_Directions_.
Your answer should be the exact lines of the data below from the one containing "let rows: Vec<RankingRow>" through the one containing "fn run(cfg: &AppConfig)"; please include nothing else.
[[ Material shown, beginning ]]
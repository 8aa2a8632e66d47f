//! Pen settings applied to strokes.

use crate::geometry::CanvasColor;

/// Paint used for strokes. Only solid colors are supported.
#[derive(Debug, Clone, Copy, PartialEq)]
pub enum StrokeStyle {
    Color(tiny_skia::Color),
}

impl Default for StrokeStyle {
    fn default() -> Self {
        StrokeStyle::Color(tiny_skia::Color::BLACK)
    }
}

impl From<CanvasColor> for StrokeStyle {
    fn from(color: CanvasColor) -> Self {
        StrokeStyle::Color(color.into())
    }
}

/// Stroke style and width of a context.
///
/// Caps are butt and joins are miter with a limit of 10, the canvas defaults.
#[derive(Debug, Clone, PartialEq)]
pub struct DrawingState {
    pub stroke_style: StrokeStyle,
    pub line_width: f32,
}

impl Default for DrawingState {
    fn default() -> Self {
        Self {
            stroke_style: StrokeStyle::default(),
            line_width: 1.0,
        }
    }
}

impl DrawingState {
    pub(crate) fn to_stroke(&self) -> tiny_skia::Stroke {
        tiny_skia::Stroke {
            width: self.line_width,
            line_cap: tiny_skia::LineCap::Butt,
            line_join: tiny_skia::LineJoin::Miter,
            miter_limit: 10.0,
            dash: None,
        }
    }

    pub(crate) fn paint(&self) -> tiny_skia::Paint<'static> {
        let mut paint = tiny_skia::Paint {
            anti_alias: true,
            ..Default::default()
        };
        match self.stroke_style {
            StrokeStyle::Color(color) => paint.set_color(color),
        }
        paint
    }
}
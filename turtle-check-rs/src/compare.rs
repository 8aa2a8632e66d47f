//! Alpha-channel raster comparison.
//!
//! Two drawings are the same picture when every pixel has the same coverage.
//! Color is ignored, so a learner may pick any pen color.

use crate::snapshot::PixelSnapshot;
use std::fmt;

/// Whether `a` and `b` have equal length and identical alpha bytes.
///
/// Symmetric and exact. Snapshots of different length never match.
pub fn compare(a: &PixelSnapshot, b: &PixelSnapshot) -> bool {
    if a.len() != b.len() {
        return false;
    }
    a.alphas().eq(b.alphas())
}

/// Where two snapshots disagree.
#[derive(Debug, Clone, Copy, PartialEq, Eq)]
pub enum AlphaDiff {
    Identical,
    /// Buffers differ in length; `(width, height)` of each side.
    DimensionMismatch {
        left: (u32, u32),
        right: (u32, u32),
    },
    /// `count` pixels differ in alpha; `first` is the first in row-major
    /// order, in the left snapshot's coordinates.
    Mismatch { count: usize, first: (u32, u32) },
}

impl AlphaDiff {
    pub fn is_match(&self) -> bool {
        matches!(self, AlphaDiff::Identical)
    }
}

impl fmt::Display for AlphaDiff {
    fn fmt(&self, f: &mut fmt::Formatter<'_>) -> fmt::Result {
        match self {
            AlphaDiff::Identical => write!(f, "alpha channels are identical"),
            AlphaDiff::DimensionMismatch { left, right } => write!(
                f,
                "size mismatch: {}x{} vs {}x{}",
                left.0, left.1, right.0, right.1
            ),
            AlphaDiff::Mismatch { count, first } => write!(
                f,
                "{count} pixel(s) differ in alpha, first at ({}, {})",
                first.0, first.1
            ),
        }
    }
}

/// Describe how the alpha channels of `a` and `b` differ.
pub fn diff_alpha(a: &PixelSnapshot, b: &PixelSnapshot) -> AlphaDiff {
    if a.len() != b.len() {
        return AlphaDiff::DimensionMismatch {
            left: (a.width(), a.height()),
            right: (b.width(), b.height()),
        };
    }

    let mut count = 0;
    let mut first = None;
    for (i, (left, right)) in a.alphas().zip(b.alphas()).enumerate() {
        if left != right {
            count += 1;
            first.get_or_insert(i);
        }
    }

    match first {
        None => AlphaDiff::Identical,
        Some(i) => {
            let width = a.width() as usize;
            AlphaDiff::Mismatch {
                count,
                first: ((i % width) as u32, (i / width) as u32),
            }
        }
    }
}
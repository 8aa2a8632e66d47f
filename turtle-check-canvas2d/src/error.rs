use thiserror::Error;

pub type Canvas2dResult<T> = Result<T, Canvas2dError>;

/// Errors raised by the drawing surface.
#[derive(Debug, Error)]
pub enum Canvas2dError {
    /// Width or height is zero or above the supported maximum.
    #[error("Invalid dimensions: width={width}, height={height}")]
    InvalidDimensions { width: u32, height: u32 },

    #[error("Failed to parse color: {0}")]
    ColorParseError(String),

    #[error("PNG error: {0}")]
    PngError(String),

    /// An RGBA buffer whose length is not `width * height * 4`.
    #[error("Pixel buffer has {actual} bytes, expected {expected}")]
    BufferSize { expected: usize, actual: usize },
}

impl From<png::EncodingError> for Canvas2dError {
    fn from(err: png::EncodingError) -> Self {
        Self::PngError(err.to_string())
    }
}

impl From<png::DecodingError> for Canvas2dError {
    fn from(err: png::DecodingError) -> Self {
        Self::PngError(err.to_string())
    }
}
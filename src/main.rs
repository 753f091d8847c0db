// Entry point and interactive CLI flow.
//
// The menu stands in for the dashboard: it collects the state/district
// selection and the predict/report triggers, and forwards them to the
// session. The dataset and model are loaded once and reused for the
// lifetime of the process.
mod config;
mod errors;
mod features;
mod index;
mod loader;
mod model;
mod output;
mod prediction;
mod ranking;
mod recommend;
mod reports;
mod session;
mod types;
mod util;

use clap::Parser;
use config::{AppConfig, Args};
use errors::ForecastError;
use index::DatasetIndex;
use model::LinearModel;
use once_cell::sync::OnceCell;
use session::{ReportOutcome, Session, SessionState};
use std::error::Error;
use std::io::{self, Write};
use tracing::{error, info};
use types::{LatestRow, RankingRow};

static DATASET: OnceCell<DatasetIndex> = OnceCell::new();
static MODEL: OnceCell<LinearModel> = OnceCell::new();

fn dataset(cfg: &AppConfig) -> Result<&'static DatasetIndex, Box<dyn Error>> {
    let idx = DATASET.get_or_try_init(|| -> Result<DatasetIndex, Box<dyn Error>> {
        let (data, report) = loader::load_and_clean(&cfg.dataset_path)?;
        println!(
            "Processing dataset... ({} rows read, {} loaded)",
            util::format_int(report.total_rows as u64),
            util::format_int(report.loaded_rows as u64)
        );
        if report.parse_errors > 0 || report.duplicates > 0 {
            println!(
                "Note: {} rows skipped due to parse/validation errors, {} duplicate months dropped.",
                util::format_int(report.parse_errors as u64),
                util::format_int(report.duplicates as u64)
            );
        }
        let idx = DatasetIndex::new(data);
        info!(records = idx.len(), regions = idx.regions().len(), "dataset indexed");
        Ok(idx)
    })?;
    Ok(idx)
}

fn model(cfg: &AppConfig) -> Result<&'static LinearModel, Box<dyn Error>> {
    Ok(MODEL.get_or_try_init(|| LinearModel::load(&cfg.model_path))?)
}

fn prompt(label: &str) -> Option<String> {
    print!("{}: ", label);
    let _ = io::stdout().flush();
    let mut buf = String::new();
    match io::stdin().read_line(&mut buf) {
        Ok(0) | Err(_) => None,
        Ok(_) => Some(buf.trim().to_string()),
    }
}

/// Let the user pick from a numbered list, or type a name directly.
fn pick(label: &str, options: &[&str]) -> Option<String> {
    for (i, name) in options.iter().enumerate() {
        println!("  [{}] {}", i + 1, name);
    }
    let input = prompt(label)?;
    match input.parse::<usize>() {
        Ok(n) if (1..=options.len()).contains(&n) => Some(options[n - 1].to_string()),
        _ => Some(input),
    }
}

/// NotFound is a user-input condition: show it and carry on.
fn report_error(e: &ForecastError) {
    if e.is_not_found() {
        println!("No data found: {}\n", e);
    } else {
        error!(error = %e, "request failed");
        println!("Error: {}\n", e);
    }
}

fn handle_latest(session: &Session<'_, LinearModel>) {
    match session.view() {
        Ok(view) => {
            let o = view.latest;
            println!("Latest Available Data");
            println!("State: {}  District: {}", o.region, o.sub_region);
            println!("Last Month: {}  Current Service Load: {}", o.period, o.service_load);
            if let Some(first) = view.history.records().first() {
                println!(
                    "History: {} months ({} to {})\n",
                    view.history.len(),
                    first.period,
                    o.period
                );
            }
            let rows: Vec<LatestRow> = view
                .features
                .iter()
                .rev()
                .take(1)
                .map(|f| LatestRow {
                    region: o.region.clone(),
                    sub_region: o.sub_region.clone(),
                    period: f.period.to_string(),
                    total_enroll: util::format_int(f.total_enroll),
                    total_updates: util::format_int(f.total_updates),
                    service_load: util::format_int(f.service_load),
                    lag_1: util::format_optional(f.lag_1, 0),
                    lag_2: util::format_optional(f.lag_2, 0),
                    rolling_3_mean: util::format_optional(f.rolling_3_mean, 2),
                })
                .collect();
            output::preview_table_rows(&rows, 1);
        }
        Err(e) => report_error(&e),
    }
}

fn handle_predict(session: &mut Session<'_, LinearModel>) {
    let p = match session.predict() {
        Ok(p) => p.clone(),
        Err(e) => return report_error(&e),
    };
    println!("Predicted Next Month Work Load: {}", util::round_display(p.value));
    println!("Prediction Source: {}", p.source);
    if let Some(rec) = session.recommendation() {
        println!("{}", rec.headline(p.diff));
        println!("Recommendation: {}\n", rec.text());
    }
}

fn handle_ranking(session: &Session<'_, LinearModel>) {
    match session.ranking() {
        Ok(entries) => {
            println!(
                "Top {} Districts in {} (Latest Month Service Load)\n",
                entries.len(),
                session.region().unwrap_or_default()
            );
            let rows: Vec<RankingRow> = entries
                .into_iter()
                .enumerate()
                .map(|(i, e)| RankingRow {
                    rank: i + 1,
                    sub_region: e.sub_region,
                    latest_load: util::format_int(e.latest_load),
                })
                .collect();
            output::preview_table_rows(&rows, rows.len());
        }
        Err(e) => report_error(&e),
    }
}

fn handle_report(session: &Session<'_, LinearModel>, cfg: &AppConfig) {
    if session.state() == SessionState::NoPrediction {
        println!("First run [4] Predict Next Month Work Load, then the report becomes available.\n");
        return;
    }
    let now = chrono::Local::now().naive_local();
    match session.generate_report(now) {
        Ok(ReportOutcome::Ready(report)) => {
            output::print_report(&report);
            if let Some(rec) = report.body.recommendation() {
                println!("{}", rec.headline);
            }
            match output::write_report(&cfg.output_dir, &cfg.report_prefix, &report) {
                Ok(path) => {
                    info!(path = %path.display(), "report written");
                    println!("(Full report exported to {})\n", path.display());
                }
                Err(e) => eprintln!("Write error: {}", e),
            }
        }
        Ok(ReportOutcome::Unavailable) => println!("Report unavailable: no prediction yet.\n"),
        Err(e) => report_error(&e),
    }
}

fn run(cfg: &AppConfig) -> Result<(), Box<dyn Error>> {
    let index = dataset(cfg)?;
    let model = model(cfg)?;
    let mut session = Session::new(index, model, cfg.top_k);

    loop {
        let selection = match (session.region(), session.sub_region()) {
            (Some(r), Some(d)) => format!("{} / {}", r, d),
            (Some(r), None) => r.to_string(),
            _ => "none".to_string(),
        };
        match session.prediction() {
            Some(p) => println!(
                "District Service Load Forecast  (selected: {}, predicted: {})",
                selection,
                util::round_display(p.value)
            ),
            None => println!("District Service Load Forecast  (selected: {})", selection),
        }
        println!("[1] Select State");
        println!("[2] Select District");
        println!("[3] Show Latest Data");
        println!("[4] Predict Next Month Work Load");
        println!("[5] Top Districts in State");
        println!("[6] Generate Report");
        println!("[0] Exit\n");
        let Some(choice) = prompt("Enter choice") else { break };
        match choice.as_str() {
            "1" => {
                let Some(name) = pick("State", &index.regions()) else { break };
                if let Err(e) = session.select_region(&name) {
                    report_error(&e);
                }
            }
            "2" => {
                let subs = match session.region() {
                    Some(r) => index.sub_regions_of(r),
                    None => Err(ForecastError::NoSelection("state")),
                };
                match subs {
                    Ok(subs) => {
                        let Some(name) = pick("District", &subs) else { break };
                        if let Err(e) = session.select_sub_region(&name) {
                            report_error(&e);
                        }
                    }
                    Err(e) => report_error(&e),
                }
            }
            "3" => handle_latest(&session),
            "4" => handle_predict(&mut session),
            "5" => handle_ranking(&session),
            "6" => handle_report(&session, cfg),
            "0" => {
                println!("Exiting the program.");
                break;
            }
            _ => println!("Invalid choice. Please enter 0-6.\n"),
        }
    }
    Ok(())
}

fn main() -> Result<(), Box<dyn Error>> {
    let cfg = AppConfig::from(Args::parse());
    tracing_subscriber::fmt().with_max_level(cfg.log_level).init();

    if let Err(e) = run(&cfg) {
        error!(error = %e, "startup failed");
        return Err(e);
    }
    Ok(())
}
// Utility helpers for parsing and basic statistics.
//
// This module centralizes all the "dirty" CSV/number/date handling so the
// rest of the code can assume clean, typed values.
use crate::types::Period;
use chrono::{Datelike, NaiveDate, NaiveDateTime};
use num_format::{Locale, ToFormattedString};

/// Parse a string-like value into `f64` while being forgiving about
/// formatting issues that are common in CSV exports (commas, spaces, text).
///
/// - Accepts `Option<&str>` so callers can pass through optional fields.
/// - Trims whitespace.
/// - Rejects values that contain alphabetic characters.
/// - Strips thousands separators like `","` before parsing.
/// - Returns `None` for anything that cannot be safely parsed.
pub fn parse_f64_safe(s: Option<&str>) -> Option<f64> {
    let s = s?.trim();
    if s.is_empty() {
        return None;
    }
    if s.chars().any(|c| c.is_ascii_alphabetic()) {
        return None;
    }
    let s = s.replace(",", "");
    s.parse::<f64>().ok()
}

/// Parse a non-negative whole count. Exports from dataframe tools often write
/// integers as `120.0`, so integral floats are accepted; negatives and
/// fractional values are not.
pub fn parse_count_safe(s: Option<&str>) -> Option<u64> {
    let v = parse_f64_safe(s)?;
    if !v.is_finite() || v < 0.0 || v.fract() != 0.0 || v > u64::MAX as f64 {
        return None;
    }
    Some(v as u64)
}

/// Coerce a period column into a calendar month. Day and time components,
/// when present, are dropped.
pub fn parse_period_safe(s: Option<&str>) -> Option<Period> {
    let s = s?.trim();
    if s.is_empty() {
        return None;
    }
    let date = NaiveDate::parse_from_str(s, "%Y-%m-%d")
        .or_else(|_| NaiveDate::parse_from_str(s, "%Y/%m/%d"))
        .or_else(|_| NaiveDateTime::parse_from_str(s, "%Y-%m-%d %H:%M:%S").map(|dt| dt.date()))
        .or_else(|_| NaiveDate::parse_from_str(&format!("{}-01", s), "%Y-%m-%d"))
        .or_else(|_| NaiveDate::parse_from_str(&format!("{}/01", s), "%Y/%m/%d"))
        .ok()?;
    Some(Period {
        year: date.year(),
        month: date.month(),
    })
}

/// Arithmetic mean, or `None` for an empty slice. There is no zero default:
/// an undefined mean must stay undefined.
pub fn average(v: &[f64]) -> Option<f64> {
    if v.is_empty() {
        return None;
    }
    let sum: f64 = v.iter().copied().sum();
    Some(sum / v.len() as f64)
}

/// Round to the nearest integer, halves to even, with `-0` shown as `0`.
/// Matches how loads were rounded in the dashboard's text.
pub fn round_display(v: f64) -> f64 {
    let r = v.round_ties_even();
    if r == 0.0 {
        0.0
    } else {
        r
    }
}

/// Cut `s` to at most `max` characters, respecting UTF-8 boundaries.
pub fn truncate_chars(s: &str, max: usize) -> String {
    s.chars().take(max).collect()
}

pub fn format_number(n: f64, decimals: usize) -> String {
    // Format a floating-point value with:
    // - a fixed number of decimal places, and
    // - locale-aware thousands separators (e.g., `1,234,567.89`).
    let neg = n.is_sign_negative() && n != 0.0;
    let abs_n = n.abs();
    let s = format!("{:.*}", decimals, abs_n);
    let mut parts = s.split('.');
    let int_part = parts.next().unwrap_or("0");
    let frac_part = parts.next();
    let int_val: i64 = int_part.parse().unwrap_or(0);
    let mut res = int_val.to_formatted_string(&Locale::en);
    if let Some(frac) = frac_part {
        if decimals > 0 {
            res.push('.');
            res.push_str(frac);
        }
    } else if decimals > 0 {
        res.push('.');
        res.push_str(&"0".repeat(decimals));
    }
    if neg && res.chars().any(|c| c.is_ascii_digit() && c != '0') {
        format!("-{}", res)
    } else {
        res
    }
}

/// Render an optional feature value, showing undefined values as `NaN`
/// the way dataframe previews do.
pub fn format_optional(v: Option<f64>, decimals: usize) -> String {
    match v {
        Some(x) => format_number(x, decimals),
        None => "NaN".to_string(),
    }
}

pub fn format_int<T>(n: T) -> String
where
    T: ToFormattedString,
{
    n.to_formatted_string(&Locale::en)
}

#[cfg(test)]
mod tests {
    use super::*;

    #[test]
    fn counts_accept_integral_floats_and_separators() {
        assert_eq!(parse_count_safe(Some("120")), Some(120));
        assert_eq!(parse_count_safe(Some(" 120.0 ")), Some(120));
        assert_eq!(parse_count_safe(Some("1,200")), Some(1200));
    }

    #[test]
    fn counts_reject_negative_fractional_and_text() {
        assert_eq!(parse_count_safe(Some("-3")), None);
        assert_eq!(parse_count_safe(Some("3.5")), None);
        assert_eq!(parse_count_safe(Some("n/a")), None);
        assert_eq!(parse_count_safe(None), None);
    }

    #[test]
    fn periods_are_coerced_to_calendar_months() {
        let apr = Period { year: 2024, month: 4 };
        assert_eq!(parse_period_safe(Some("2024-04")), Some(apr));
        assert_eq!(parse_period_safe(Some("2024-04-17")), Some(apr));
        assert_eq!(parse_period_safe(Some("2024/04")), Some(apr));
        assert_eq!(parse_period_safe(Some("2024-04-01 00:00:00")), Some(apr));
        assert_eq!(parse_period_safe(Some("April")), None);
        assert_eq!(apr.to_string(), "2024-04");
    }

    #[test]
    fn format_number_groups_thousands() {
        assert_eq!(format_number(1234567.891, 2), "1,234,567.89");
        assert_eq!(format_number(-12.5, 1), "-12.5");
        assert_eq!(format_number(-0.2, 0), "0");
        assert_eq!(format_optional(None, 2), "NaN");
    }

    #[test]
    fn average_of_nothing_is_undefined() {
        assert_eq!(average(&[]), None);
        assert_eq!(average(&[100.0, 110.0, 90.0]), Some(100.0));
    }

    #[test]
    fn display_rounding_is_half_even_without_negative_zero() {
        assert_eq!(round_display(110.5), 110.0);
        assert_eq!(round_display(111.5), 112.0);
        assert_eq!(round_display(104.6), 105.0);
        let r = round_display(-0.3);
        assert_eq!(r, 0.0);
        assert!(r.is_sign_positive());
        assert_eq!(format!("{}", round_display(-0.3)), "0");
        assert_eq!(round_display(-2.5), -2.0);
    }

    #[test]
    fn truncation_counts_characters() {
        assert_eq!(truncate_chars("héllo", 2), "hé");
        assert_eq!(truncate_chars("abc", 10), "abc");
    }
}
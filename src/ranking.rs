use crate::errors::ForecastError;
use crate::index::DatasetIndex;
use crate::types::RankingEntry;

pub const DEFAULT_TOP_K: usize = 10;

/// Latest-period load of every sub-region in `region`, highest first,
/// truncated to `k`. The latest observation is the max-period one, not the
/// max-load one. Ties keep the order sub-regions first appeared in the input.
pub fn top_sub_regions(
    index: &DatasetIndex,
    region: &str,
    k: usize,
) -> Result<Vec<RankingEntry>, ForecastError> {
    let mut entries: Vec<RankingEntry> = index
        .histories_in_input_order(region)?
        .into_iter()
        .filter_map(|h| {
            h.latest().map(|o| RankingEntry {
                sub_region: h.sub_region.to_string(),
                latest_load: o.service_load,
            })
        })
        .collect();
    // `sort_by` is stable.
    entries.sort_by(|a, b| b.latest_load.cmp(&a.latest_load));
    entries.truncate(k);
    Ok(entries)
}

#[cfg(test)]
mod tests {
    use super::*;
    use crate::index::tests::obs;

    #[test]
    fn ranks_by_latest_period_not_peak_load() {
        let idx = DatasetIndex::new(vec![
            obs("S", "A", 2, 5),
            obs("S", "A", 1, 500),
            obs("S", "B", 1, 50),
        ]);
        let top = top_sub_regions(&idx, "S", 10).unwrap();
        assert_eq!(
            top,
            vec![
                RankingEntry { sub_region: "B".into(), latest_load: 50 },
                RankingEntry { sub_region: "A".into(), latest_load: 5 },
            ]
        );
    }

    #[test]
    fn truncates_to_k_and_sorts_descending() {
        let rows = (0..15).map(|i| obs("S", &format!("D{:02}", i), 1, i * 10)).collect();
        let idx = DatasetIndex::new(rows);
        let top = top_sub_regions(&idx, "S", DEFAULT_TOP_K).unwrap();
        assert_eq!(top.len(), 10);
        assert_eq!(top[0].sub_region, "D14");
        assert!(top.windows(2).all(|w| w[0].latest_load > w[1].latest_load));
    }

    #[test]
    fn ties_keep_input_order() {
        let idx = DatasetIndex::new(vec![
            obs("S", "Zeta", 1, 7),
            obs("S", "Alpha", 1, 7),
            obs("S", "Mid", 1, 9),
        ]);
        let names: Vec<String> = top_sub_regions(&idx, "S", 10)
            .unwrap()
            .into_iter()
            .map(|e| e.sub_region)
            .collect();
        assert_eq!(names, vec!["Mid", "Zeta", "Alpha"]);
    }

    #[test]
    fn other_regions_are_excluded_and_unknown_region_fails() {
        let idx = DatasetIndex::new(vec![obs("S", "A", 1, 1), obs("T", "B", 1, 100)]);
        assert_eq!(top_sub_regions(&idx, "S", 10).unwrap().len(), 1);
        assert!(top_sub_regions(&idx, "Nope", 10).unwrap_err().is_not_found());
    }
}
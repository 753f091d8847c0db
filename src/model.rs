//! Predictive model seam.
//!
//! The model is trained elsewhere and shipped as an artifact; this crate only
//! runs inference. The bundled implementation is a linear regression stored
//! as JSON.
use crate::errors::ModelError;
use serde::Deserialize;
use tracing::info;

/// One feature record, in the column order the model was trained on.
#[derive(Debug, Clone, PartialEq)]
pub struct ModelInput {
    pub total_enroll: f64,
    pub total_updates: f64,
    pub service_load: f64,
    pub month_num: f64,
    pub lag_1: f64,
    pub lag_2: f64,
    pub rolling_3_mean: f64,
}

impl ModelInput {
    fn fields(&self) -> [(&'static str, f64); 7] {
        [
            ("total_enroll", self.total_enroll),
            ("total_updates", self.total_updates),
            ("service_load", self.service_load),
            ("month_num", self.month_num),
            ("lag_1", self.lag_1),
            ("lag_2", self.lag_2),
            ("rolling_3_mean", self.rolling_3_mean),
        ]
    }

    pub fn validate(&self) -> Result<(), ModelError> {
        for (name, v) in self.fields() {
            if !v.is_finite() {
                return Err(ModelError::MalformedInput(format!("{} is {}", name, v)));
            }
        }
        if !(1.0..=12.0).contains(&self.month_num) {
            return Err(ModelError::MalformedInput(format!(
                "month_num {} outside 1..=12",
                self.month_num
            )));
        }
        Ok(())
    }
}

pub trait DemandModel {
    fn predict(&self, input: &ModelInput) -> Result<f64, ModelError>;
}

#[derive(Debug, Clone, PartialEq, Deserialize)]
#[serde(deny_unknown_fields)]
pub struct Coefficients {
    pub total_enroll: f64,
    pub total_updates: f64,
    pub service_load: f64,
    pub month_num: f64,
    pub lag_1: f64,
    pub lag_2: f64,
    pub rolling_3_mean: f64,
}

#[derive(Debug, Clone, PartialEq, Deserialize)]
pub struct LinearModel {
    pub intercept: f64,
    pub coefficients: Coefficients,
}

impl LinearModel {
    pub fn load(path: &str) -> Result<Self, ModelError> {
        let raw = std::fs::read_to_string(path).map_err(|source| ModelError::Io {
            path: path.to_string(),
            source,
        })?;
        let model = Self::from_json(path, &raw)?;
        info!(path, intercept = model.intercept, "demand model loaded");
        Ok(model)
    }

    pub fn from_json(origin: &str, raw: &str) -> Result<Self, ModelError> {
        serde_json::from_str(raw).map_err(|source| ModelError::Artifact {
            path: origin.to_string(),
            source,
        })
    }
}

impl DemandModel for LinearModel {
    fn predict(&self, input: &ModelInput) -> Result<f64, ModelError> {
        input.validate()?;
        let c = &self.coefficients;
        let y = self.intercept
            + c.total_enroll * input.total_enroll
            + c.total_updates * input.total_updates
            + c.service_load * input.service_load
            + c.month_num * input.month_num
            + c.lag_1 * input.lag_1
            + c.lag_2 * input.lag_2
            + c.rolling_3_mean * input.rolling_3_mean;
        if !y.is_finite() {
            return Err(ModelError::InvalidOutput);
        }
        Ok(y)
    }
}

#[cfg(test)]
mod tests {
    use super::*;
    use std::io::Write;

    const ARTIFACT: &str = r#"{
        "intercept": 5.0,
        "coefficients": {
            "total_enroll": 0.0, "total_updates": 0.0, "service_load": 0.5,
            "month_num": 1.0, "lag_1": 0.25, "lag_2": 0.0, "rolling_3_mean": 0.25
        }
    }"#;

    fn input() -> ModelInput {
        ModelInput {
            total_enroll: 50.0,
            total_updates: 55.0,
            service_load: 105.0,
            month_num: 4.0,
            lag_1: 90.0,
            lag_2: 110.0,
            rolling_3_mean: 100.0,
        }
    }

    #[test]
    fn linear_prediction_is_the_weighted_sum() {
        let m = LinearModel::from_json("inline", ARTIFACT).unwrap();
        // 5 + 52.5 + 4 + 22.5 + 25
        assert_eq!(m.predict(&input()).unwrap(), 109.0);
    }

    #[test]
    fn loads_from_disk() {
        let mut f = tempfile::NamedTempFile::new().unwrap();
        f.write_all(ARTIFACT.as_bytes()).unwrap();
        let m = LinearModel::load(f.path().to_str().unwrap()).unwrap();
        assert_eq!(m.intercept, 5.0);
    }

    #[test]
    fn missing_artifact_and_missing_coefficient_are_model_errors() {
        assert!(matches!(LinearModel::load("/no/such/model.json"), Err(ModelError::Io { .. })));
        let partial = r#"{"intercept": 1.0, "coefficients": {"lag_1": 1.0}}"#;
        assert!(matches!(
            LinearModel::from_json("inline", partial),
            Err(ModelError::Artifact { .. })
        ));
    }

    #[test]
    fn rejects_malformed_input() {
        let m = LinearModel::from_json("inline", ARTIFACT).unwrap();
        let mut bad = input();
        bad.lag_2 = f64::NAN;
        assert!(matches!(m.predict(&bad), Err(ModelError::MalformedInput(_))));
        let mut bad = input();
        bad.month_num = 13.0;
        assert!(matches!(m.predict(&bad), Err(ModelError::MalformedInput(_))));
    }
}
[[ Material shown, end ]]
_Response to the task_.
            let rows: Vec<RankingRow> = entries
                .into_iter()
                .enumerate()
                .map(|(i, e)| RankingRow {
                    rank: i + 1,
                    sub_region: e.sub_region,
                    latest_load: util::format_int(e.latest_load),
                })
                .collect();
            output::preview_table_rows(&rows, rows.len());
        }
        Err(e) => report_error(&e),
    }
}

fn handle_report(session: &Session<'_, LinearModel>, cfg: &AppConfig) {
    if session.state() == SessionState::NoPrediction {
        println!("First run [4] Predict Next Month Work Load, then the report becomes available.\n");
        return;
    }
    let now = chrono::Local::now().naive_local();
    match session.generate_report(now) {
        Ok(ReportOutcome::Ready(report)) => {
            output::print_report(&report);
            if let Some(rec) = report.body.recommendation() {
                println!("{}", rec.headline);
            }
            match output::write_report(&cfg.output_dir, &cfg.report_prefix, &report) {
                Ok(path) => {
                    info!(path = %path.display(), "report written");
                    println!("(Full report exported to {})\n", path.display());
                }
                Err(e) => eprintln!("Write error: {}", e),
            }
        }
        Ok(ReportOutcome::Unavailable) => println!("Report unavailable: no prediction yet.\n"),
        Err(e) => report_error(&e),
    }
}

fn run(cfg: &AppConfig) -> Result<(), Box<dyn Error>> {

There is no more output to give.